Supplied data
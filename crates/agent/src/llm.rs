use std::collections::VecDeque;
use std::time::Duration;

use anyhow::{anyhow, Result};
use async_trait::async_trait;
use huddle_core::{AnalysisContext, ConversationId, HistoryEntry};
use serde::Serialize;
use serde_json::{json, Value};
use tokio::sync::Mutex;

use crate::guardrails::{mentions, words};
use crate::tools::ToolCallRequest;

#[derive(Clone, Debug, PartialEq, Eq, Serialize)]
pub struct ToolSpec {
    pub name: String,
    pub description: String,
}

#[derive(Clone, Debug, PartialEq, Eq, Serialize)]
pub struct HandoffSpec {
    pub name: String,
    pub description: String,
}

/// Something that already happened earlier in the current turn.
#[derive(Clone, Debug, PartialEq, Serialize)]
#[serde(tag = "kind", rename_all = "snake_case")]
pub enum TurnStep {
    ToolResult { agent: String, call_id: String, tool_name: String, output: Value },
    ToolFailed { agent: String, call_id: String, tool_name: String, message: String },
    HandedOff { from: String, to: String },
}

/// Everything the model capability may read for one step.
#[derive(Clone, Debug, PartialEq, Serialize)]
pub struct ModelRequest {
    pub conversation_id: ConversationId,
    pub agent: String,
    pub instructions: String,
    pub tools: Vec<ToolSpec>,
    pub handoffs: Vec<HandoffSpec>,
    pub context: AnalysisContext,
    pub input: String,
    pub history: Vec<HistoryEntry>,
    pub steps: Vec<TurnStep>,
}

impl ModelRequest {
    /// Steps taken since control last arrived at the requesting agent.
    pub fn own_steps(&self) -> &[TurnStep] {
        let start = self
            .steps
            .iter()
            .rposition(|step| matches!(step, TurnStep::HandedOff { .. }))
            .map_or(0, |position| position + 1);
        &self.steps[start..]
    }
}

#[derive(Clone, Debug, PartialEq)]
pub enum ModelReply {
    Message(String),
    ToolCalls(Vec<ToolCallRequest>),
    Handoff { target: String, message: Option<String> },
}

impl ModelReply {
    pub fn message(text: impl Into<String>) -> Self {
        Self::Message(text.into())
    }

    pub fn tool(name: impl Into<String>, arguments: Value) -> Self {
        Self::ToolCalls(vec![ToolCallRequest::new(name, arguments)])
    }

    pub fn handoff(target: impl Into<String>) -> Self {
        Self::Handoff { target: target.into(), message: None }
    }
}

/// The opaque "ask the model" capability: one reply per step.
#[async_trait]
pub trait ModelCapability: Send + Sync {
    async fn respond(&self, request: &ModelRequest) -> Result<ModelReply>;
}

type Responder = Box<dyn Fn(&ModelRequest) -> ModelReply + Send + Sync>;

enum Script {
    Queue(VecDeque<ModelReply>),
    Function(Responder),
}

struct ScriptedState {
    script: Script,
    calls: Vec<ModelRequest>,
}

/// Deterministic model fake that records every request it receives.
pub struct ScriptedModel {
    state: Mutex<ScriptedState>,
    delay: Option<Duration>,
}

impl ScriptedModel {
    /// Replays `replies` in order and errors once they run out.
    pub fn new(replies: impl IntoIterator<Item = ModelReply>) -> Self {
        Self::with_script(Script::Queue(replies.into_iter().collect()))
    }

    pub fn from_fn<F>(respond: F) -> Self
    where
        F: Fn(&ModelRequest) -> ModelReply + Send + Sync + 'static,
    {
        Self::with_script(Script::Function(Box::new(respond)))
    }

    fn with_script(script: Script) -> Self {
        Self { state: Mutex::new(ScriptedState { script, calls: Vec::new() }), delay: None }
    }

    /// Sleeps before every reply.
    pub fn with_delay(mut self, delay: Duration) -> Self {
        self.delay = Some(delay);
        self
    }

    pub async fn calls(&self) -> Vec<ModelRequest> {
        self.state.lock().await.calls.clone()
    }

    pub async fn call_count(&self) -> usize {
        self.state.lock().await.calls.len()
    }
}

#[async_trait]
impl ModelCapability for ScriptedModel {
    async fn respond(&self, request: &ModelRequest) -> Result<ModelReply> {
        if let Some(delay) = self.delay {
            tokio::time::sleep(delay).await;
        }
        let mut state = self.state.lock().await;
        state.calls.push(request.clone());
        match &mut state.script {
            Script::Queue(replies) => {
                replies.pop_front().ok_or_else(|| anyhow!("scripted model has no reply left"))
            }
            Script::Function(respond) => Ok(respond(request)),
        }
    }
}

/// Routes inputs to the agent owning a set of keywords.
#[derive(Clone, Debug, PartialEq, Eq)]
pub struct KeywordRoute {
    pub agent: String,
    pub keywords: Vec<String>,
}

impl KeywordRoute {
    pub fn new<I, S>(agent: impl Into<String>, keywords: I) -> Self
    where
        I: IntoIterator<Item = S>,
        S: Into<String>,
    {
        Self {
            agent: agent.into(),
            keywords: keywords.into_iter().map(|keyword| keyword.into().to_lowercase()).collect(),
        }
    }
}

/// Offline, deterministic model capability.
///
/// Picks the agent whose keywords the input mentions and hands off to it,
/// calls the current agent's first tool when the input is its own, and
/// summarizes tool output once a tool has answered.
#[derive(Clone, Debug, Default)]
pub struct KeywordModel {
    routes: Vec<KeywordRoute>,
    multi_domain_agent: Option<String>,
    home_agent: Option<String>,
}

impl KeywordModel {
    pub fn new(routes: Vec<KeywordRoute>) -> Self {
        Self { routes, multi_domain_agent: None, home_agent: None }
    }

    /// Agent that takes inputs spanning two or more routes.
    pub fn with_multi_domain_agent(mut self, agent: impl Into<String>) -> Self {
        self.multi_domain_agent = Some(agent.into());
        self
    }

    /// Agent to fall back to when the wanted agent is not directly reachable.
    pub fn with_home_agent(mut self, agent: impl Into<String>) -> Self {
        self.home_agent = Some(agent.into());
        self
    }

    fn wanted_agent(&self, input: &str) -> Option<&str> {
        let normalized = input.to_lowercase();
        let words = words(&normalized);
        let matched = self
            .routes
            .iter()
            .filter(|route| route.keywords.iter().any(|term| mentions(&normalized, &words, term)))
            .collect::<Vec<_>>();
        match matched.as_slice() {
            [] => None,
            [only] => Some(only.agent.as_str()),
            [first, ..] => self.multi_domain_agent.as_deref().or(Some(first.agent.as_str())),
        }
    }

    fn tool_arguments(input: &str) -> Value {
        let mut arguments = json!({ "query": input });
        if let Some(game_id) = extract_game_id(input) {
            arguments["game_id"] = json!(game_id);
        }
        if let Some(period) = extract_period(input) {
            arguments["period"] = json!(period);
        }
        if let Some(chart_type) = extract_chart_type(input) {
            arguments["chart_type"] = json!(chart_type);
        }
        arguments
    }
}

fn extract_game_id(input: &str) -> Option<String> {
    input
        .split(|c: char| !(c.is_ascii_alphanumeric() || c == '-'))
        .map(str::to_uppercase)
        .find(|token| {
            token
                .strip_prefix("GAME-")
                .is_some_and(|digits| !digits.is_empty() && digits.chars().all(|c| c.is_ascii_digit()))
        })
}

fn extract_period(input: &str) -> Option<&'static str> {
    let normalized = input.to_lowercase();
    let words = words(&normalized);
    let has = |terms: &[&str]| terms.iter().any(|term| mentions(&normalized, &words, term));
    if has(&["today", "今天", "今日"]) {
        Some("1d")
    } else if has(&["week", "weekly", "本周", "上周", "一周"]) {
        Some("7d")
    } else if has(&["month", "monthly", "本月", "上月", "一个月"]) {
        Some("30d")
    } else {
        None
    }
}

fn extract_chart_type(input: &str) -> Option<&'static str> {
    let normalized = input.to_lowercase();
    let words = words(&normalized);
    let has = |terms: &[&str]| terms.iter().any(|term| mentions(&normalized, &words, term));
    if has(&["pie", "饼图"]) {
        Some("pie")
    } else if has(&["bar", "柱状图"]) {
        Some("bar")
    } else if has(&["line", "trend", "折线图", "趋势"]) {
        Some("line")
    } else {
        None
    }
}

fn summarize(output: &Value) -> String {
    match output.get("summary").and_then(Value::as_str) {
        Some(summary) => summary.to_owned(),
        None => match output {
            Value::String(text) => text.clone(),
            other => other.to_string(),
        },
    }
}

#[async_trait]
impl ModelCapability for KeywordModel {
    async fn respond(&self, request: &ModelRequest) -> Result<ModelReply> {
        let own = request.own_steps();
        if !own.is_empty() {
            let lines = own
                .iter()
                .filter_map(|step| match step {
                    TurnStep::ToolResult { output, .. } => Some(summarize(output)),
                    TurnStep::ToolFailed { tool_name, .. } => {
                        Some(format!("The {tool_name} step could not be completed right now."))
                    }
                    TurnStep::HandedOff { .. } => None,
                })
                .collect::<Vec<_>>();
            return Ok(ModelReply::Message(lines.join("\n")));
        }

        if request.input.trim().is_empty() {
            return Ok(ModelReply::Message(format!(
                "Hello! This is the {}. What would you like to analyze?",
                request.agent
            )));
        }

        let can_reach = |name: &str| request.handoffs.iter().any(|handoff| handoff.name == name);
        match self.wanted_agent(&request.input) {
            Some(wanted) if wanted != request.agent && can_reach(wanted) => {
                Ok(ModelReply::handoff(wanted))
            }
            Some(wanted) if wanted != request.agent => match self.home_agent.as_deref() {
                Some(home) if home != request.agent && can_reach(home) => {
                    Ok(ModelReply::handoff(home))
                }
                _ => Ok(ModelReply::Message(format!(
                    "That question belongs to the {wanted}, which I can't reach from here."
                ))),
            },
            _ => match request.tools.first() {
                Some(tool) => {
                    Ok(ModelReply::tool(tool.name.clone(), Self::tool_arguments(&request.input)))
                }
                None => Ok(ModelReply::Message(format!(
                    "Could you tell me more about what you'd like the {} to look at?",
                    request.agent
                ))),
            },
        }
    }
}

#[cfg(test)]
mod tests {
    use huddle_core::{AnalysisContext, ConversationId};
    use serde_json::json;

    use super::{
        HandoffSpec, KeywordModel, KeywordRoute, ModelCapability, ModelReply, ModelRequest,
        ScriptedModel, ToolSpec, TurnStep,
    };

    fn request(agent: &str, input: &str, tools: &[&str], handoffs: &[&str]) -> ModelRequest {
        ModelRequest {
            conversation_id: ConversationId("c-1".to_owned()),
            agent: agent.to_owned(),
            instructions: String::new(),
            tools: tools
                .iter()
                .map(|name| ToolSpec { name: (*name).to_owned(), description: String::new() })
                .collect(),
            handoffs: handoffs
                .iter()
                .map(|name| HandoffSpec { name: (*name).to_owned(), description: String::new() })
                .collect(),
            context: AnalysisContext::new(),
            input: input.to_owned(),
            history: Vec::new(),
            steps: Vec::new(),
        }
    }

    fn model() -> KeywordModel {
        KeywordModel::new(vec![
            KeywordRoute::new("Revenue Analysis Agent", ["revenue", "收入"]),
            KeywordRoute::new("Retention Analysis Agent", ["retention", "churn", "留存"]),
        ])
        .with_multi_domain_agent("Orchestrator Agent")
        .with_home_agent("Triage Agent")
    }

    #[tokio::test]
    async fn scripted_model_replays_and_records() {
        let model = ScriptedModel::new([ModelReply::message("first")]);
        let reply = model.respond(&request("A", "hi", &[], &[])).await.expect("reply");

        assert_eq!(reply, ModelReply::message("first"));
        assert!(model.respond(&request("A", "hi", &[], &[])).await.is_err());
        assert_eq!(model.call_count().await, 2);
    }

    #[tokio::test]
    async fn keyword_model_hands_off_to_the_owning_agent() {
        let reply = model()
            .respond(&request(
                "Triage Agent",
                "How is revenue trending this week?",
                &[],
                &["Revenue Analysis Agent", "Retention Analysis Agent", "Orchestrator Agent"],
            ))
            .await
            .expect("reply");

        assert_eq!(reply, ModelReply::handoff("Revenue Analysis Agent"));
    }

    #[tokio::test]
    async fn keyword_model_sends_multi_domain_input_to_the_orchestrator() {
        let reply = model()
            .respond(&request(
                "Triage Agent",
                "compare revenue and churn",
                &[],
                &["Revenue Analysis Agent", "Orchestrator Agent"],
            ))
            .await
            .expect("reply");

        assert_eq!(reply, ModelReply::handoff("Orchestrator Agent"));
    }

    #[tokio::test]
    async fn owning_agent_calls_its_tool_then_summarizes() {
        let model = model();
        let mut request = request(
            "Revenue Analysis Agent",
            "revenue for game-1001 last week",
            &["revenue_analysis"],
            &["Triage Agent"],
        );

        let reply = model.respond(&request).await.expect("reply");
        let ModelReply::ToolCalls(calls) = reply else {
            panic!("expected a tool call");
        };
        assert_eq!(calls[0].tool_name, "revenue_analysis");
        assert_eq!(calls[0].arguments["game_id"], "GAME-1001");
        assert_eq!(calls[0].arguments["period"], "7d");

        request.steps.push(TurnStep::ToolResult {
            agent: "Revenue Analysis Agent".to_owned(),
            call_id: calls[0].call_id.clone(),
            tool_name: "revenue_analysis".to_owned(),
            output: json!({"summary": "Revenue analysis prepared for GAME-1001"}),
        });
        let reply = model.respond(&request).await.expect("reply");
        assert_eq!(reply, ModelReply::message("Revenue analysis prepared for GAME-1001"));
    }

    #[tokio::test]
    async fn unreachable_owner_routes_through_the_home_agent() {
        let reply = model()
            .respond(&request(
                "Revenue Analysis Agent",
                "what about retention",
                &["revenue_analysis"],
                &["Triage Agent"],
            ))
            .await
            .expect("reply");

        assert_eq!(reply, ModelReply::handoff("Triage Agent"));
    }

    #[test]
    fn own_steps_start_after_the_last_handoff() {
        let mut request = request("B", "x", &[], &[]);
        request.steps = vec![
            TurnStep::ToolFailed {
                agent: "A".to_owned(),
                call_id: "1".to_owned(),
                tool_name: "t".to_owned(),
                message: "m".to_owned(),
            },
            TurnStep::HandedOff { from: "A".to_owned(), to: "B".to_owned() },
        ];

        assert!(request.own_steps().is_empty());
    }
}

Description of the task
Copy every line from the records that holds the string "HandoffSpec".

Answer box
pub struct HandoffSpec {
    pub handoffs: Vec<HandoffSpec>,
        HandoffSpec, KeywordModel, KeywordRoute, ModelCapability, ModelReply, ModelRequest,
                .map(|name| HandoffSpec { name: (*name).to_owned(), description: String::new() })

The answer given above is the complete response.